Ne laissez pas l’employeur minimiser les faits. Un expert psychiatre peut être commis pour évaluer le préjudice. Nous conseillons toujours un suivi médical dès les premiers signes.

6. Rôle de l’employeur et responsabilité civile

L’employeur a une obligation de sécurité (art. L. 4121-1 Code du travail). S’il ne prend pas les mesures nécessaires pour faire cesser le harcèlement, il peut être poursuivi pour faute inexcusable. Depuis 2026, le défaut de signalement par l’employeur à l’inspection du travail est puni d’une contravention de 5e classe.

La responsabilité civile de l’entreprise peut être engagée solidairement avec l’auteur. Les victimes peuvent obtenir des dommages-intérêts pour préjudice moral, préjudice d’anxiété, et perte de chance professionnelle.

Si votre employeur ne réagit pas à vos signalements, adressez un courrier recommandé avec AR. Cela constitue une preuve de sa carence. Saisissez également le CHSCT (ou CSE).

7. Indemnisation et réparation du préjudice

Outre les sanctions pénales, la victime de harcèlement au travail peut obtenir réparation :

  • Devant le juge pénal : constitution de partie civile pour obtenir des dommages-intérêts (moyenne 2026 : 8 000 à 20 000 € selon la gravité).
  • Devant le conseil de prud’hommes : nullité du licenciement, réintégration ou indemnités forfaitaires (au moins 6 mois de salaire).
  • Réparation du préjudice d’anxiété reconnu depuis l’arrêt du 10 septembre 2025 (Cour de cassation).

Les frais d’avocat peuvent être pris en charge par l’aide juridictionnelle si vos ressources sont modestes.

Nous avons obtenu pour une de nos clientes 45 000 € de dommages-intérêts en 2026, incluant le préjudice professionnel et moral. Chaque dossier est unique : faites-vous accompagner.

8. Jurisprudence récente et perspectives 2026

Plusieurs décisions marquantes en 2025-2026 :

  • Cass. crim. 15 novembre 2025 : le harcèlement peut résulter d’actes isolés mais d’une intensité particulière (violence psychologique aiguë).
  • CA Versailles, 3 février 2026 : la mise à l’écart progressive et la rétention d’informations constituent un harcèlement même sans insultes.
  • CE, 22 mars 2026 : la fonction publique n’échappe pas aux sanctions pénales ; un agent public peut être condamné pour harcèlement moral envers un subordonné.

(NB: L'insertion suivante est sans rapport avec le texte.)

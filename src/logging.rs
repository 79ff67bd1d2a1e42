//! # Structured Logging Module
//!
//! Environment-aware structured logging for dynamic task orchestration.
//! Console output is human-readable by default and switches to JSON lines
//! when `TASKER_LOG_FORMAT=json`.

use crate::models::{CommandId, LaunchStatus, TaskInstanceId, WorkflowInstanceId};
use chrono::Utc;
use std::sync::OnceLock;
use tracing_subscriber::{fmt, layer::SubscriberExt, util::SubscriberInitExt, EnvFilter, Layer};

static LOGGER_INITIALIZED: OnceLock<()> = OnceLock::new();

/// Initialize structured logging with environment-specific configuration.
///
/// Safe to call more than once; only the first call installs a subscriber.
pub fn init_structured_logging() {
    LOGGER_INITIALIZED.get_or_init(|| {
        let environment = get_environment();
        let filter = std::env::var("RUST_LOG")
            .ok()
            .and_then(|directives| EnvFilter::try_new(directives).ok())
            .unwrap_or_else(|| EnvFilter::new(get_log_level(&environment)));
        let json = std::env::var("TASKER_LOG_FORMAT").is_ok_and(|format| format == "json");

        let console = if json {
            fmt::layer()
                .with_target(true)
                .with_thread_ids(true)
                .json()
                .with_filter(filter)
                .boxed()
        } else {
            fmt::layer()
                .with_target(true)
                .with_thread_ids(true)
                .with_ansi(true)
                .with_filter(filter)
                .boxed()
        };

        // A host process may already own the global subscriber
        if tracing_subscriber::registry().with(console).try_init().is_err() {
            tracing::debug!("Global tracing subscriber already initialized - continuing with existing subscriber");
        }

        tracing::info!(
            pid = std::process::id(),
            environment = %environment,
            json = json,
            "Structured logging initialized"
        );
    });
}

fn get_environment() -> String {
    std::env::var("TASKER_ENV")
        .or_else(|_| std::env::var("APP_ENV"))
        .unwrap_or_else(|_| "development".to_string())
}

fn get_log_level(environment: &str) -> &'static str {
    match environment {
        "production" => "info",
        _ => "debug",
    }
}

/// Log one launch-level operation (plan, dispatch, observe, kill)
pub fn log_launch_operation(
    operation: &str,
    parent_task_instance_id: TaskInstanceId,
    index: u32,
    command_id: Option<CommandId>,
    sub_workflow_instance_id: Option<WorkflowInstanceId>,
    status: LaunchStatus,
) {
    tracing::info!(
        operation = %operation,
        parent_task_instance_id = parent_task_instance_id,
        index = index,
        command_id = command_id.map(|id| id.to_string()),
        sub_workflow_instance_id = sub_workflow_instance_id,
        status = %status,
        timestamp = %Utc::now().to_rfc3339(),
        "LAUNCH_OPERATION"
    );
}

/// Log the terminal verdict a dynamic task run settled on
pub fn log_run_verdict(
    parent_task_instance_id: TaskInstanceId,
    verdict: impl std::fmt::Display,
    planned: usize,
    failed_indices: &[u32],
    details: Option<&str>,
) {
    tracing::info!(
        parent_task_instance_id = parent_task_instance_id,
        verdict = %verdict,
        planned = planned,
        failed_indices = ?failed_indices,
        details = details,
        timestamp = %Utc::now().to_rfc3339(),
        "RUN_VERDICT"
    );
}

La tendance législative est à l’élargissement de la définition et à l’allongement des délais de prescription. En 2026, le gouvernement prépare un projet de loi sur la « prévention des risques psychosociaux » qui imposera un référent harcèlement dans toute entreprise de plus de 20 salariés.

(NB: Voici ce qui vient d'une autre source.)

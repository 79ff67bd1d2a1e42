//! Error types for the dynamic task orchestrator.
//!

use crate::config::ConfigurationError;
use crate::models::TaskInstanceId;
use thiserror::Error;

#[derive(Debug, Clone, PartialEq, Error)]
pub enum DynamicTaskError {
    /// Malformed parameter source, empty plan when disallowed, bad task parameters.
    /// Fatal: the parent task fails without launching anything.
    #[error("Configuration error: {0}")]
    Configuration(String),

    /// Ledger invariant violation. Indicates a defect rather than a task-level failure.
    #[error("Ledger conflict for task instance {parent_task_instance_id} index {index}: {reason}")]
    Conflict {
        parent_task_instance_id: TaskInstanceId,
        index: u32,
        reason: String,
    },

    #[error("Not found: {0}")]
    NotFound(String),

    /// Command submission or ledger I/O failure. Safe to retry.
    #[error("Infrastructure error during {operation}: {reason}")]
    Infrastructure { operation: String, reason: String },

    #[error("Invalid state: {0}")]
    InvalidState(String),

    #[error("Serialization error: {0}")]
    Serialization(String),
}

impl DynamicTaskError {
    pub fn configuration(msg: impl Into<String>) -> Self {
        Self::Configuration(msg.into())
    }

    pub fn conflict(
        parent_task_instance_id: TaskInstanceId,
        index: u32,
        reason: impl Into<String>,
    ) -> Self {
        Self::Conflict {
            parent_task_instance_id,
            index,
            reason: reason.into(),
        }
    }

    pub fn infrastructure(operation: impl Into<String>, reason: impl Into<String>) -> Self {
        Self::Infrastructure {
            operation: operation.into(),
            reason: reason.into(),
        }
    }

    /// Whether the failing operation may be retried with backoff
    pub fn is_transient(&self) -> bool {
        matches!(self, Self::Infrastructure { .. })
    }

    /// Whether this error signals a defect in the orchestrator or its callers
    pub fn is_internal(&self) -> bool {
        matches!(self, Self::Conflict { .. } | Self::InvalidState(_))
    }
}

impl From<serde_json::Error> for DynamicTaskError {
    fn from(error: serde_json::Error) -> Self {
        DynamicTaskError::Serialization(format!("JSON serialization error: {error}"))
    }
}

impl From<ConfigurationError> for DynamicTaskError {
    fn from(error: ConfigurationError) -> Self {
        DynamicTaskError::Configuration(error.to_string())
    }
}

/// Errors raised by a persistence collaborator backing the instance ledger
#[derive(Debug, Clone, PartialEq, Error)]
pub enum RepositoryError {
    #[error("Repository unavailable: {0}")]
    Unavailable(String),

    #[error("Corrupt row for task instance {parent_task_instance_id} index {index}: {reason}")]
    CorruptRow {
        parent_task_instance_id: TaskInstanceId,
        index: u32,
        reason: String,
    },
}

impl From<RepositoryError> for DynamicTaskError {
    fn from(error: RepositoryError) -> Self {
        match error {
            RepositoryError::Unavailable(reason) => {
                DynamicTaskError::infrastructure("ledger", reason)
            }
            RepositoryError::CorruptRow {
                parent_task_instance_id,
                index,
                reason,
            } => DynamicTaskError::conflict(parent_task_instance_id, index, reason),
        }
    }
}

#[cfg(feature = "postgres")]
impl From<sqlx::Error> for RepositoryError {
    fn from(err: sqlx::Error) -> Self {
        RepositoryError::Unavailable(err.to_string())
    }
}

/// Errors raised by the command submission collaborator
#[derive(Debug, Clone, PartialEq, Error)]
pub enum SubmissionError {
    #[error("Command bus unavailable: {0}")]
    Unavailable(String),

    #[error("Command rejected: {0}")]
    Rejected(String),
}

impl From<SubmissionError> for DynamicTaskError {
    fn from(error: SubmissionError) -> Self {
        match error {
            SubmissionError::Unavailable(reason) => {
                DynamicTaskError::infrastructure("command submission", reason)
            }
            SubmissionError::Rejected(reason) => {
                DynamicTaskError::InvalidState(format!("command rejected: {reason}"))
            }
        }
    }
}

pub type DynamicTaskResult<T> = Result<T, DynamicTaskError>;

📜 Textes applicables (extraits)

  • Article 222-33-2 du Code pénal (modifié par loi n°2025-198) : « Le fait de harceler autrui par des propos ou comportements répétés... est puni de deux ans d’emprisonnement et de 30 000 € d’amende. »
  • Article L. 1152-1 du Code du travail : « Aucun salarié ne doit subir des agissements répétés de harcèlement moral. »
  • Article L. 4121-1 du Code du travail : obligation de sécurité de l’employeur.
  • Loi n°2025-198 du 2 mars 2025 : renforcement des peines et création de la peine complémentaire d’interdiction de diriger.
  • Circulaire du 15 janvier 2026 : protection des lanceurs d’alerte et facilitation du recueil de preuves.

✅ À retenir absolument

  • Le harcèlement au travail est un délit pénal, pas seulement un conflit interne.
  • Vous disposez de 6 ans pour agir à compter du dernier fait.
  • La plainte peut être déposée directement ou via un avocat (recommandé).
  • Les preuves numériques (mails, messages) sont recevables.
  • Sanctions possibles : jusqu’à 3 ans de prison et 75 000 € d’amende.
  • L’employeur peut être condamné civilement et pénalement.
  • Une indemnisation est possible pour préjudice moral, professionnel et d’anxiété.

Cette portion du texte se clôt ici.